WORK REQUIRED:
Every line between the top of the data below and the line with "fn main() ->", both ends included, must be retyped exactly.
(GIVEN INFORMATION)
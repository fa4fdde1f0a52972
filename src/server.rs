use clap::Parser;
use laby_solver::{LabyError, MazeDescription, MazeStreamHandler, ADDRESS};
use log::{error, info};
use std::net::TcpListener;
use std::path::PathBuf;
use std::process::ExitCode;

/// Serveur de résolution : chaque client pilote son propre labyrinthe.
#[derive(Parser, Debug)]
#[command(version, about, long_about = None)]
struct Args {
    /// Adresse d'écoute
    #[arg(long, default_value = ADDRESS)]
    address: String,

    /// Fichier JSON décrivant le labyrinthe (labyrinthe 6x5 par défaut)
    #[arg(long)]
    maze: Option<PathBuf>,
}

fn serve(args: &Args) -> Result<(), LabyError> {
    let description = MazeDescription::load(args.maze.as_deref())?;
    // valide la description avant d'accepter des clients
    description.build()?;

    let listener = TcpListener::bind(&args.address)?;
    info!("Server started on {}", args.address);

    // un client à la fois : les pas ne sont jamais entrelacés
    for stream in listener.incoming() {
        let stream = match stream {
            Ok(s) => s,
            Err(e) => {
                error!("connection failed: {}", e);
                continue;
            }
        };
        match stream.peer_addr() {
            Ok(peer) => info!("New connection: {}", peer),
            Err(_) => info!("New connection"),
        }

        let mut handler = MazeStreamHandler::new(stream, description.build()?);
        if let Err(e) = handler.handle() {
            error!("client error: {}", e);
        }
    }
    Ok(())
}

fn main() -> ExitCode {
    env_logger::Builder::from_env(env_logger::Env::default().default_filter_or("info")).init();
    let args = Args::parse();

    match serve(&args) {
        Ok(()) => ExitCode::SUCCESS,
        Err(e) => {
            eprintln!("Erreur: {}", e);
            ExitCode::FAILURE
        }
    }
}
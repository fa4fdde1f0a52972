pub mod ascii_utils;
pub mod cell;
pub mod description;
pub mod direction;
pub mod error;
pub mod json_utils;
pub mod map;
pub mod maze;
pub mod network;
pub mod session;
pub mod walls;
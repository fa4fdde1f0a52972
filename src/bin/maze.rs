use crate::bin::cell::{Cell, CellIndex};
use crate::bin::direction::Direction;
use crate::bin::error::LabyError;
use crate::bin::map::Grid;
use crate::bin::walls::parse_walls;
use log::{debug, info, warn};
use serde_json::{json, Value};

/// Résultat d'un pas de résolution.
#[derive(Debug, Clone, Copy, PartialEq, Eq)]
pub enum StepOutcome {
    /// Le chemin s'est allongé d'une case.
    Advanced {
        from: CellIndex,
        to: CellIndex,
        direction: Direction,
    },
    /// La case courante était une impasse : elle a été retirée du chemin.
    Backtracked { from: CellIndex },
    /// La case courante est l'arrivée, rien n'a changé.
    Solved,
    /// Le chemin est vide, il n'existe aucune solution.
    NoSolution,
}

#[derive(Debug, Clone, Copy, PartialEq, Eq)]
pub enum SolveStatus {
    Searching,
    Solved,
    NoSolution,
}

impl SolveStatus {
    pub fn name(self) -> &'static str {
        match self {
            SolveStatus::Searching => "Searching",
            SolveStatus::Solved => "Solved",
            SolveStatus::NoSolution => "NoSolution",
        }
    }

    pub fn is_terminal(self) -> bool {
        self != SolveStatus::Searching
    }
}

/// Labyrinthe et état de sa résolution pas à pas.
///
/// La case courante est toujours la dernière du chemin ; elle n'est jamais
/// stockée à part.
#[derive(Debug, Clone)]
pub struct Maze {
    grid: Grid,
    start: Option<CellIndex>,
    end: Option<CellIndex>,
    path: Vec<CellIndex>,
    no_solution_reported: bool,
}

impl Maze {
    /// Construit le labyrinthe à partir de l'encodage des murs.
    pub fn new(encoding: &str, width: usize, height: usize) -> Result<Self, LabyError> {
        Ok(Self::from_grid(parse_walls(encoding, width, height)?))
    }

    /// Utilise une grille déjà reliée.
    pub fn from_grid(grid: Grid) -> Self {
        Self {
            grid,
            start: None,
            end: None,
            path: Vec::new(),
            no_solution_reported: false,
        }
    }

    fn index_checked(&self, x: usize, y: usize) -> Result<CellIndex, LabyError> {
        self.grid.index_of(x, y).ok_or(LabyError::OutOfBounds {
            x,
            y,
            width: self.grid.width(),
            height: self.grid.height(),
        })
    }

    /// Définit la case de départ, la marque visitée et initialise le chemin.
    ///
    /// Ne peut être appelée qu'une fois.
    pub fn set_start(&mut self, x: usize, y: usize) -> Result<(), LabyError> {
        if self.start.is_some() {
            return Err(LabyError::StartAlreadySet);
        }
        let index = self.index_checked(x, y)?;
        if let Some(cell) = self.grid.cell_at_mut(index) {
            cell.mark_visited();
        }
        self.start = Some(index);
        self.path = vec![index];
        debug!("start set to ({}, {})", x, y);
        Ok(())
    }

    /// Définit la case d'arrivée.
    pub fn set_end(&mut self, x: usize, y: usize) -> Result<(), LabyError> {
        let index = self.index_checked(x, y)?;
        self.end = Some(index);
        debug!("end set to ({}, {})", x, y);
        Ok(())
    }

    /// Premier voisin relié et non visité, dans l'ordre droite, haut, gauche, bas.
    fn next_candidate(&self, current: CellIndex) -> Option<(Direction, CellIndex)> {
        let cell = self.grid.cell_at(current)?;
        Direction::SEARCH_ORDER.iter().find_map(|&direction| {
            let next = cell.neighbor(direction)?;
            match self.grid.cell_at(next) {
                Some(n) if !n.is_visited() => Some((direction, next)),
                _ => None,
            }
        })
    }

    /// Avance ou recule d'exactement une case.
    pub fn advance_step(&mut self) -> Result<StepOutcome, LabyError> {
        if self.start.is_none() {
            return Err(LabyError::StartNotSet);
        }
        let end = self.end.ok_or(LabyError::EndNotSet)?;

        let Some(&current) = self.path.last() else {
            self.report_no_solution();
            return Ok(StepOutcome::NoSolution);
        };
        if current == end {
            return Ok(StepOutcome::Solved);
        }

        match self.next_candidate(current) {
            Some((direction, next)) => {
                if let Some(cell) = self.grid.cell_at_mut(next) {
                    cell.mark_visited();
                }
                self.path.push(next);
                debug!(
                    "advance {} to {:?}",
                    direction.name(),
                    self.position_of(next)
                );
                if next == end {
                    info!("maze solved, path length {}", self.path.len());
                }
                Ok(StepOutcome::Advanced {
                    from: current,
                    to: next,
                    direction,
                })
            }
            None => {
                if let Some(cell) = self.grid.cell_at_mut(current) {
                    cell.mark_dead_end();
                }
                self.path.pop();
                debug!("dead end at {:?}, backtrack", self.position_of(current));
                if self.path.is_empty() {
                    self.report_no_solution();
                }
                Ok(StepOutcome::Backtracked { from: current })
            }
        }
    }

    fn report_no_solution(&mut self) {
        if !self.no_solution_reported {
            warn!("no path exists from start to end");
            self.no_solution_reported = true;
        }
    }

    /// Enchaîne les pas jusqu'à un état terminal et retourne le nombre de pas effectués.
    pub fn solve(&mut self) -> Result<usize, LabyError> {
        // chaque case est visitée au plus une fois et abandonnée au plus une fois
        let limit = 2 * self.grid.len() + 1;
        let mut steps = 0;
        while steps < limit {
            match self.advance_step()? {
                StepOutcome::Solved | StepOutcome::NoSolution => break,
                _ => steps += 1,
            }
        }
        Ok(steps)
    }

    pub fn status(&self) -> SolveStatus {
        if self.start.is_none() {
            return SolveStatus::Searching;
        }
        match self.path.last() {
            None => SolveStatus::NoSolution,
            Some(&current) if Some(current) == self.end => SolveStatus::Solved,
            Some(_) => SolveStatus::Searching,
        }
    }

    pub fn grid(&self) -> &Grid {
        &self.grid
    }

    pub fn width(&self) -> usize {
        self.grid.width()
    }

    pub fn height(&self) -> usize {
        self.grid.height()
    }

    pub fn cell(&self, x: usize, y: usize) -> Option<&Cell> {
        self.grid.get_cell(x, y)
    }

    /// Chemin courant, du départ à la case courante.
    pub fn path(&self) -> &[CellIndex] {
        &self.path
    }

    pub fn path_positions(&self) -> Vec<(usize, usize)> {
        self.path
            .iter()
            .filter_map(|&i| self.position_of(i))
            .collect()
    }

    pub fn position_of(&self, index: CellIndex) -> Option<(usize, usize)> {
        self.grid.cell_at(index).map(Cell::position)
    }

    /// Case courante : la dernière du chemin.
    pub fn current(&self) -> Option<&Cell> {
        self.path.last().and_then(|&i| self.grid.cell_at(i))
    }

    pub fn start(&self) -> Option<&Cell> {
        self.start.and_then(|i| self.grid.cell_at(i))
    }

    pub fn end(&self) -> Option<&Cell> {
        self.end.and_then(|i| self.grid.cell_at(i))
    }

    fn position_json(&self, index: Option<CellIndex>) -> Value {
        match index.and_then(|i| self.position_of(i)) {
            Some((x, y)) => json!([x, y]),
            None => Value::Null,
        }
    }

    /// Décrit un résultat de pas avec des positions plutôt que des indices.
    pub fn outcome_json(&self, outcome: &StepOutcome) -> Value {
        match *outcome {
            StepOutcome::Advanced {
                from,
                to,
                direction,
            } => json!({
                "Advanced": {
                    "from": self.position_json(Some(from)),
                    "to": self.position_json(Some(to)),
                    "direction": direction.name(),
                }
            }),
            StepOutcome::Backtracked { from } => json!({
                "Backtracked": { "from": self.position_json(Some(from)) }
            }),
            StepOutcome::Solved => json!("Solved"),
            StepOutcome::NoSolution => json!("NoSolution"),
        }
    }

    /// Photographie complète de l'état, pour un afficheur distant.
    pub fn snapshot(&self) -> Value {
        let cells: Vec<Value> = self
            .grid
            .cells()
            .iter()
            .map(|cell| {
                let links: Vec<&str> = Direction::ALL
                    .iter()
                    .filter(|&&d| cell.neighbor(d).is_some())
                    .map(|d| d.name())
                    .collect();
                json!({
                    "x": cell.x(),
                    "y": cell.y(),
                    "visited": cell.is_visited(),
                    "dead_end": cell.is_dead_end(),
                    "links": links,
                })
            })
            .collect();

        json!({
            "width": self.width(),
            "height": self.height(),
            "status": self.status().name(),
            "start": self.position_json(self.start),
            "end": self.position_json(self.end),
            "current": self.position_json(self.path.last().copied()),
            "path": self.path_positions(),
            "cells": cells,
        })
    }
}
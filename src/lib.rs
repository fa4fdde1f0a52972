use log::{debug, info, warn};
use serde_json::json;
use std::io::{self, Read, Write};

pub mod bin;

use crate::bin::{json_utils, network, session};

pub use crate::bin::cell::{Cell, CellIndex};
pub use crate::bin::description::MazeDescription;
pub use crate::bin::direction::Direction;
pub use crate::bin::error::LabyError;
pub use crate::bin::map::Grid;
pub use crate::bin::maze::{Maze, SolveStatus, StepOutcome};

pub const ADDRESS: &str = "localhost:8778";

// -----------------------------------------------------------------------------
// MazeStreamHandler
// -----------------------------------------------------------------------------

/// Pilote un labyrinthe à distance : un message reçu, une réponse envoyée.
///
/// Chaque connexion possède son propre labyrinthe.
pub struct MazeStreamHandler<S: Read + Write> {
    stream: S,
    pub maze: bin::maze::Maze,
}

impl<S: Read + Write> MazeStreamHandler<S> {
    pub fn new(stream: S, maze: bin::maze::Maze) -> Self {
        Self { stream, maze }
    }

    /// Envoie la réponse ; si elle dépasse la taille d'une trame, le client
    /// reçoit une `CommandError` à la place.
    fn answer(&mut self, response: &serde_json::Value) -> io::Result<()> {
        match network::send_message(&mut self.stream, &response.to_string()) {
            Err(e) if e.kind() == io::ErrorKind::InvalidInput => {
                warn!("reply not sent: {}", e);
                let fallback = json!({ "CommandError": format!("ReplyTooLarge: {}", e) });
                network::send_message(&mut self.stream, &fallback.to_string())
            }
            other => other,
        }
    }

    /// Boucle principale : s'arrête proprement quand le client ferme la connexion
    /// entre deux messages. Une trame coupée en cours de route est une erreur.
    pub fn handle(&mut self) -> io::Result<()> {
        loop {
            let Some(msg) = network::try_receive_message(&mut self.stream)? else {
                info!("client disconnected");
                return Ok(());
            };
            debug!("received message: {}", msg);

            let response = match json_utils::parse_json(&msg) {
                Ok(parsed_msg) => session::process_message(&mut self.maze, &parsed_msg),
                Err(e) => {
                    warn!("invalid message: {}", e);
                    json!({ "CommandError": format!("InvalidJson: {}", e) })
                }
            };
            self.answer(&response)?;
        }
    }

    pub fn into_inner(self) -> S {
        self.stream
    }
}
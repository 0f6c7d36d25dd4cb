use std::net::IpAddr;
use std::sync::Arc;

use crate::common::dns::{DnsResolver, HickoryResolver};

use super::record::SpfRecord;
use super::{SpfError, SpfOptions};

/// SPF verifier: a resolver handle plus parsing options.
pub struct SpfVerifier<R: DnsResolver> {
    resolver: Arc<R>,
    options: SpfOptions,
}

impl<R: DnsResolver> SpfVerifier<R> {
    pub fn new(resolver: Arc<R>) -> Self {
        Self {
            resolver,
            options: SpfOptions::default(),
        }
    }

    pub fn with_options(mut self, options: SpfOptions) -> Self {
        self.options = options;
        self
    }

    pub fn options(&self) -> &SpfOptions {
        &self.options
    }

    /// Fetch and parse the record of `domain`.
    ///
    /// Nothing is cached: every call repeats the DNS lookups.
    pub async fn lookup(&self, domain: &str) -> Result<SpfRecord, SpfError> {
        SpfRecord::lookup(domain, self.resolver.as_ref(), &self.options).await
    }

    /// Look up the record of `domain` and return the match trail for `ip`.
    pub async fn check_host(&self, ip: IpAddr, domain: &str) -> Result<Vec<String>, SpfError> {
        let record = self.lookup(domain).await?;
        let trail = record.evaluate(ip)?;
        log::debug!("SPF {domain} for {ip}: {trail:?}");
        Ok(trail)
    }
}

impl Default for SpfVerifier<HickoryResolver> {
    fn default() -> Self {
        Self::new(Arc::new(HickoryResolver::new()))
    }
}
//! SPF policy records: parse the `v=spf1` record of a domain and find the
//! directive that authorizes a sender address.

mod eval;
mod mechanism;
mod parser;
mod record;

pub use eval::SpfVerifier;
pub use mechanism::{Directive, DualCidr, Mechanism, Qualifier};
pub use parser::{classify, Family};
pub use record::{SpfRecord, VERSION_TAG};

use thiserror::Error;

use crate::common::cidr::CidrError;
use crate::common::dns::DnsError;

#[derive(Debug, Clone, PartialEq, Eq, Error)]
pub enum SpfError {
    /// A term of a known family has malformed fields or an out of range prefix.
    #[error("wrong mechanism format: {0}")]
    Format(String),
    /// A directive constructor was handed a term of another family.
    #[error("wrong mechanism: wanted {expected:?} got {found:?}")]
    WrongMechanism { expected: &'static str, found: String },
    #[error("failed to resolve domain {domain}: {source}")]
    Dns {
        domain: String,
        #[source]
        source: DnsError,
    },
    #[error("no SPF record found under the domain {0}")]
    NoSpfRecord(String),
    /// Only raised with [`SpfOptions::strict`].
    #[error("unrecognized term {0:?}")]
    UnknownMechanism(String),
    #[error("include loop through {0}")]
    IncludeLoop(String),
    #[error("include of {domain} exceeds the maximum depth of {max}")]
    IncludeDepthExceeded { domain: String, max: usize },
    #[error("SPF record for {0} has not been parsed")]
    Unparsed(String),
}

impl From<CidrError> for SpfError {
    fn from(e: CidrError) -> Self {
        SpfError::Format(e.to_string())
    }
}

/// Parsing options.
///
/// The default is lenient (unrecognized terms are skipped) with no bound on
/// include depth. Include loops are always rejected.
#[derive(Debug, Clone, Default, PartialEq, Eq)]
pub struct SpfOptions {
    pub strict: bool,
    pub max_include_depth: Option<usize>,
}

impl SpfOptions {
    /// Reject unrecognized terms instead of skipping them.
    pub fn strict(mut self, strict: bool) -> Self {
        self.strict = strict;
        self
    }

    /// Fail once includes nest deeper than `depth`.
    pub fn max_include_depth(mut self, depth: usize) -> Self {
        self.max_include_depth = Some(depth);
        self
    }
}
(End GIVEN INFORMATION)
OUTPUT OF THE EXERCISE:
repository fa4fdde1f0a52972
filename src/server.rs
use clap::Parser;
use laby_solver::{LabyError, MazeDescription, MazeStreamHandler, ADDRESS};
use log::{error, info};
use std::net::TcpListener;
use std::path::PathBuf;
use std::process::ExitCode;

/// Serveur de résolution : chaque client pilote son propre labyrinthe.
#[derive(Parser, Debug)]
#[command(version, about, long_about = None)]
struct Args {
    /// Adresse d'écoute
    #[arg(long, default_value = ADDRESS)]
    address: String,

    /// Fichier JSON décrivant le labyrinthe (labyrinthe 6x5 par défaut)
    #[arg(long)]
    maze: Option<PathBuf>,
}

fn serve(args: &Args) -> Result<(), LabyError> {
    let description = MazeDescription::load(args.maze.as_deref())?;
    // valide la description avant d'accepter des clients
    description.build()?;

    let listener = TcpListener::bind(&args.address)?;
    info!("Server started on {}", args.address);

    // un client à la fois : les pas ne sont jamais entrelacés
    for stream in listener.incoming() {
        let stream = match stream {
            Ok(s) => s,
            Err(e) => {
                error!("connection failed: {}", e);
                continue;
            }
        };
        match stream.peer_addr() {
            Ok(peer) => info!("New connection: {}", peer),
            Err(_) => info!("New connection"),
        }

        let mut handler = MazeStreamHandler::new(stream, description.build()?);
        if let Err(e) = handler.handle() {
            error!("client error: {}", e);
        }
    }
    Ok(())
}

fn main() -> ExitCode {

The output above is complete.